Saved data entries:
=== Section Start ===

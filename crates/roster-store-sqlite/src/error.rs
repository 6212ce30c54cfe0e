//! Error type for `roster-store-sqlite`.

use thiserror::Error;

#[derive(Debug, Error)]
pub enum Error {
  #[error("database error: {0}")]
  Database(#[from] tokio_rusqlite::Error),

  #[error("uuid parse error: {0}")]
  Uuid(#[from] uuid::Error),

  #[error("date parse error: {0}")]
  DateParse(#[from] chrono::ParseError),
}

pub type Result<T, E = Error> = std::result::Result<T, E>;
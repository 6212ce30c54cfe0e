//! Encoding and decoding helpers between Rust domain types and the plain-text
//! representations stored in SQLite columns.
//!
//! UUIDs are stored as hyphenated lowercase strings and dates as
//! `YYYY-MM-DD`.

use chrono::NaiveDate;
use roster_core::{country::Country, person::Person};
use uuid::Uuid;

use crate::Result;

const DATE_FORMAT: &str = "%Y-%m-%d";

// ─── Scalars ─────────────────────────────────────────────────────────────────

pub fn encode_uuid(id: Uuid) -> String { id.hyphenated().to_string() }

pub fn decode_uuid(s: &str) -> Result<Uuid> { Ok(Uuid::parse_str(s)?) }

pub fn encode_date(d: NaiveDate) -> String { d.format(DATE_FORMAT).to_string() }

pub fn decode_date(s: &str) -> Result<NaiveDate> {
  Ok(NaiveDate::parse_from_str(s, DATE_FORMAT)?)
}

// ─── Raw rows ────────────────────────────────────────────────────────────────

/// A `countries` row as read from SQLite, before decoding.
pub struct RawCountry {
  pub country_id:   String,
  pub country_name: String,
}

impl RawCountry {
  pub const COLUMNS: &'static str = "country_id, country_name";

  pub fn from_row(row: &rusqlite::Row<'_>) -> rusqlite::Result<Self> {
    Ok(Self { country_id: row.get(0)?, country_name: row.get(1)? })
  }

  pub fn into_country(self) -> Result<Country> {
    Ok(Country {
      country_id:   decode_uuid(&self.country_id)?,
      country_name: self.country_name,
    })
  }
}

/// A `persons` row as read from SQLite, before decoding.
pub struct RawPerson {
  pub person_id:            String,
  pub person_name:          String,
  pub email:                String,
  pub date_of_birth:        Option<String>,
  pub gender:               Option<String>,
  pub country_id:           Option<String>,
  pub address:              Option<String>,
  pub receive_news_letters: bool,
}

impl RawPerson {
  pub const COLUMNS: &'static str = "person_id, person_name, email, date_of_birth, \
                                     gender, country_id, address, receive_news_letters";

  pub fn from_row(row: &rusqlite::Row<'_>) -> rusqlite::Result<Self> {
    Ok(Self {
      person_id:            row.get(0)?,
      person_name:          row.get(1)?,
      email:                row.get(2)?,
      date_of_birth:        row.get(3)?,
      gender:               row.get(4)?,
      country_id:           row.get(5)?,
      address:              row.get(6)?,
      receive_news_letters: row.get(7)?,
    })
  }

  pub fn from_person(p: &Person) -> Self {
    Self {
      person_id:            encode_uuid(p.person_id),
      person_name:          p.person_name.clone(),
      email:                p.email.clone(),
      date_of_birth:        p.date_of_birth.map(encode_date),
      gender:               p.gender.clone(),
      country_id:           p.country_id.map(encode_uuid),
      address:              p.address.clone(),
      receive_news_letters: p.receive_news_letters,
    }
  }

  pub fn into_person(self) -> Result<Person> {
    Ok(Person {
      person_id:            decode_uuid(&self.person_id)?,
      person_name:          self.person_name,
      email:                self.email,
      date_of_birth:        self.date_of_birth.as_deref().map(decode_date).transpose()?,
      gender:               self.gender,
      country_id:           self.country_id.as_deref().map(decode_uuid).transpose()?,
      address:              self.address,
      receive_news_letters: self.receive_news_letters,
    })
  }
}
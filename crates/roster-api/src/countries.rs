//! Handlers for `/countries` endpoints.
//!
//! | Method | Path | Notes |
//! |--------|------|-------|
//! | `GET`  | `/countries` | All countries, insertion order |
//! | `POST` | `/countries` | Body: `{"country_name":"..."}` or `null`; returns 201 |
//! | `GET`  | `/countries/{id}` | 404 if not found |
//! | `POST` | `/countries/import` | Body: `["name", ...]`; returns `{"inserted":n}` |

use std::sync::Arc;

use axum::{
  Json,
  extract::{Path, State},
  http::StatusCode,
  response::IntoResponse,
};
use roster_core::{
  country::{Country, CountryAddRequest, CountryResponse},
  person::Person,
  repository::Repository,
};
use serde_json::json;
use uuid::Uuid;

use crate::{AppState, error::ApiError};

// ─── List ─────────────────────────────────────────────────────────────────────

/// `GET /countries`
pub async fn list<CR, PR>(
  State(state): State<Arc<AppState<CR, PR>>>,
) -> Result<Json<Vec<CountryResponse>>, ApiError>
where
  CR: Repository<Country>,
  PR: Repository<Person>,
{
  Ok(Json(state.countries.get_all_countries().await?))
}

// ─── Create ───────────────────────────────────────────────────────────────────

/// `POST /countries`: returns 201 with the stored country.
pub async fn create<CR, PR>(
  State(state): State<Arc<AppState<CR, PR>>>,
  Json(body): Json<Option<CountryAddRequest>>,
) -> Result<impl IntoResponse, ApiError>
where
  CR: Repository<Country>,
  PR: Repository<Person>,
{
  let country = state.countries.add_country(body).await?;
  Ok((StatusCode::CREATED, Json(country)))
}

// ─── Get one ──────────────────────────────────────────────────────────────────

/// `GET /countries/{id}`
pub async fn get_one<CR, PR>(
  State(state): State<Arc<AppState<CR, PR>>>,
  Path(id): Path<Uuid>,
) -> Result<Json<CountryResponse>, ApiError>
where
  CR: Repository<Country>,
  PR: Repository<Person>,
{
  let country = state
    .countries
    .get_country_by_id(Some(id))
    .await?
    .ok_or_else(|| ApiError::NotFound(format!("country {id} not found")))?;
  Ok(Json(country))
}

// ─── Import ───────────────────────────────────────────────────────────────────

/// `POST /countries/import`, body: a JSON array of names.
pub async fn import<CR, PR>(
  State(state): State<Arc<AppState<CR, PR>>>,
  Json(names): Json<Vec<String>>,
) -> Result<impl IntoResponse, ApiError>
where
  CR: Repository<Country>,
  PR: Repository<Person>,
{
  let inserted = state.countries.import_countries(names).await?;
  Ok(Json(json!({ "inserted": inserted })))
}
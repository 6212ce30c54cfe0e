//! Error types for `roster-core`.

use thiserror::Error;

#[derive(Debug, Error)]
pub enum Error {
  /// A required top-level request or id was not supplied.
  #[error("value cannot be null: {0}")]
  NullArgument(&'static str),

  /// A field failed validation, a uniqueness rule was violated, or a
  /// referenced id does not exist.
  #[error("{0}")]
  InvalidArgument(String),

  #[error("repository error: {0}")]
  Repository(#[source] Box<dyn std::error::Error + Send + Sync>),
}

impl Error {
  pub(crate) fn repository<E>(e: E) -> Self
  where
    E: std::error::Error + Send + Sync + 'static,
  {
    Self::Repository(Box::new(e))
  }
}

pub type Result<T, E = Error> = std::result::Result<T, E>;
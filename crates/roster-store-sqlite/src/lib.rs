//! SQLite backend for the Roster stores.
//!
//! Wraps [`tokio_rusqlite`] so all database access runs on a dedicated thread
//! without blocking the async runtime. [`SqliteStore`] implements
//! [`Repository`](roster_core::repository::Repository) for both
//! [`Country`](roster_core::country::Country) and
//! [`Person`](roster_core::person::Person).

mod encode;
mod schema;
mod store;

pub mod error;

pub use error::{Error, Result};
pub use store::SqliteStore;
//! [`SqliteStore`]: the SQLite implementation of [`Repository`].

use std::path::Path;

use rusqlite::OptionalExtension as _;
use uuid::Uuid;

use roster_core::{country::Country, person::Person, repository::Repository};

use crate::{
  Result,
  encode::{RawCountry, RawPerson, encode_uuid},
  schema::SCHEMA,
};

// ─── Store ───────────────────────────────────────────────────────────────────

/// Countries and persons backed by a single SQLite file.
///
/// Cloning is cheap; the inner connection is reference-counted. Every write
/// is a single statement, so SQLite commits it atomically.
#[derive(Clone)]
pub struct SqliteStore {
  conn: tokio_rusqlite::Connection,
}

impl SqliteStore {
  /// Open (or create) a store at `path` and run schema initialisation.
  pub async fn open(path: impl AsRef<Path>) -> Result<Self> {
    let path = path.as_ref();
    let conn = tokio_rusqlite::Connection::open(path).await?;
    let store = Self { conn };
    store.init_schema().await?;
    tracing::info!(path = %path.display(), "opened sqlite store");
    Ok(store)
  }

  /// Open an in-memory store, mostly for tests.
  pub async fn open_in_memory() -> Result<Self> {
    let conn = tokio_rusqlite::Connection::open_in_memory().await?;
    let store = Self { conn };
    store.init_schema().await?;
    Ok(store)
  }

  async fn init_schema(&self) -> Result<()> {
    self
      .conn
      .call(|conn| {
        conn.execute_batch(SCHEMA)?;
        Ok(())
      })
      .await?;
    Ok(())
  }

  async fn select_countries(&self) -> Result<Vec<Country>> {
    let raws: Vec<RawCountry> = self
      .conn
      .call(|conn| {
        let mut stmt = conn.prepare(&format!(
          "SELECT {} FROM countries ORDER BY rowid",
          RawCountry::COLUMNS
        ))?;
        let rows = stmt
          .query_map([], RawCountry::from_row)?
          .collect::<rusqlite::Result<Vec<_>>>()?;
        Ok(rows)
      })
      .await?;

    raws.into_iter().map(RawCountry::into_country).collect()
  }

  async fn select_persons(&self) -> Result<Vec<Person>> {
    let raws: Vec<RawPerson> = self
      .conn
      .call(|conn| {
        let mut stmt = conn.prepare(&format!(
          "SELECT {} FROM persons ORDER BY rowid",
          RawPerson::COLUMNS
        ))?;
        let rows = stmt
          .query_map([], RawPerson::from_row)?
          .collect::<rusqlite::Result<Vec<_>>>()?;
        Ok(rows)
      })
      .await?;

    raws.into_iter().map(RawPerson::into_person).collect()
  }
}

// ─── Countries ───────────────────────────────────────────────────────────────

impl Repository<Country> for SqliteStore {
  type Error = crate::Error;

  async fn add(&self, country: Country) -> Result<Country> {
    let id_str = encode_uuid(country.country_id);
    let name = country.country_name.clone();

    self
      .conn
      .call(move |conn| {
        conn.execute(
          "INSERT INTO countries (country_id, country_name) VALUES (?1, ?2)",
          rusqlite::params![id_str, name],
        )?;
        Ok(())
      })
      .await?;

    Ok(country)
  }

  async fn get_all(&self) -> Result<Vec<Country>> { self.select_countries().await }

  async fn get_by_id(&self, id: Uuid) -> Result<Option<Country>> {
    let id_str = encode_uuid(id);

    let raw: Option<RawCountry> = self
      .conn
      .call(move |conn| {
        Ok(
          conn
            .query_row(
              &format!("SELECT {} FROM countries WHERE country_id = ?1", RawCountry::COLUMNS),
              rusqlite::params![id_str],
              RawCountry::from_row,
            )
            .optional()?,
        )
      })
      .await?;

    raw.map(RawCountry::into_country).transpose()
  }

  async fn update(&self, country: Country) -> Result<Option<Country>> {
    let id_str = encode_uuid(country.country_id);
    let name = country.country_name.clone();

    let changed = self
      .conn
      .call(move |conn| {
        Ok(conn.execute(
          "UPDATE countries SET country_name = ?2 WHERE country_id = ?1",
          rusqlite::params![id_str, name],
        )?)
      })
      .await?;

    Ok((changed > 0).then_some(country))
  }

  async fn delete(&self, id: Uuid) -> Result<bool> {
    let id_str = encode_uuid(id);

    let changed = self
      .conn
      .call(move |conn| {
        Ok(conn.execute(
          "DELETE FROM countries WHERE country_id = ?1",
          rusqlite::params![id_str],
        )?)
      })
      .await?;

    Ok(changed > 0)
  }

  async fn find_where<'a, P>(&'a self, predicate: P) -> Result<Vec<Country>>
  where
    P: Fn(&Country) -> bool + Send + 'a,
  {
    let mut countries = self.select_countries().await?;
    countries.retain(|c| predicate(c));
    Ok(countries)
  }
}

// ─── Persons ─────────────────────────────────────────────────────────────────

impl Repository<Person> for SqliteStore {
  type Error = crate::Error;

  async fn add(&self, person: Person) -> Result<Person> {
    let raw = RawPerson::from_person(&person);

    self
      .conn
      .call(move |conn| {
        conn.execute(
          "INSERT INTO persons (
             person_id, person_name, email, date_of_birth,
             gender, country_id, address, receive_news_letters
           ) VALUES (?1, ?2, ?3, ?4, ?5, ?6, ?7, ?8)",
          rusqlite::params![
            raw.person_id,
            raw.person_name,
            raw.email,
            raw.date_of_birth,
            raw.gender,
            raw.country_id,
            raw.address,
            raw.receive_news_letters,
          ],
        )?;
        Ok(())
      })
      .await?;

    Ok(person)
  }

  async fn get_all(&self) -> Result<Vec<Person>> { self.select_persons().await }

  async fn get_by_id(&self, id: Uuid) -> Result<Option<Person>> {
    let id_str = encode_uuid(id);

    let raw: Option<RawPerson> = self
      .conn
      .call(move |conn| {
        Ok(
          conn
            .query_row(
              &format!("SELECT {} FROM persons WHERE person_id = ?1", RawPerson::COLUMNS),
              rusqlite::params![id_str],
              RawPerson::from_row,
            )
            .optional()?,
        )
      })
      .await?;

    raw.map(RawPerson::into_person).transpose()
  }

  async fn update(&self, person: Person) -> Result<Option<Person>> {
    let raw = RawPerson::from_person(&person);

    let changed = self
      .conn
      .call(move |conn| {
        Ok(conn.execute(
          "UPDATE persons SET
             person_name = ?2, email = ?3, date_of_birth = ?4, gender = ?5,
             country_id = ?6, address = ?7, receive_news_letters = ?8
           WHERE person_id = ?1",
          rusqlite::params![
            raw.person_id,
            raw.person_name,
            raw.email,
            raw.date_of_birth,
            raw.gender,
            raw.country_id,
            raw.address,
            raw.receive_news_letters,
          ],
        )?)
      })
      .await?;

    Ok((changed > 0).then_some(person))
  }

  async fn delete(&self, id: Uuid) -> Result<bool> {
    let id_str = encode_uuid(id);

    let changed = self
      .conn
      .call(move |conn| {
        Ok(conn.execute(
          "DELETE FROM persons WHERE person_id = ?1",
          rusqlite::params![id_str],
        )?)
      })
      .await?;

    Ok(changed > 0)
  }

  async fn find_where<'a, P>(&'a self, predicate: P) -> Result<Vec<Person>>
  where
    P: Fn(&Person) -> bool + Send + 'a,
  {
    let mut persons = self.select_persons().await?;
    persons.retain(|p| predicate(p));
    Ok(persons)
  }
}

=== Section End ===

*WHAT TO WORK ON*:
The answer must be every line of the data that contains the word "chrono".

*PROBLEM SOLUTION*:
  DateParse(#[from] chrono::ParseError),
use chrono::NaiveDate;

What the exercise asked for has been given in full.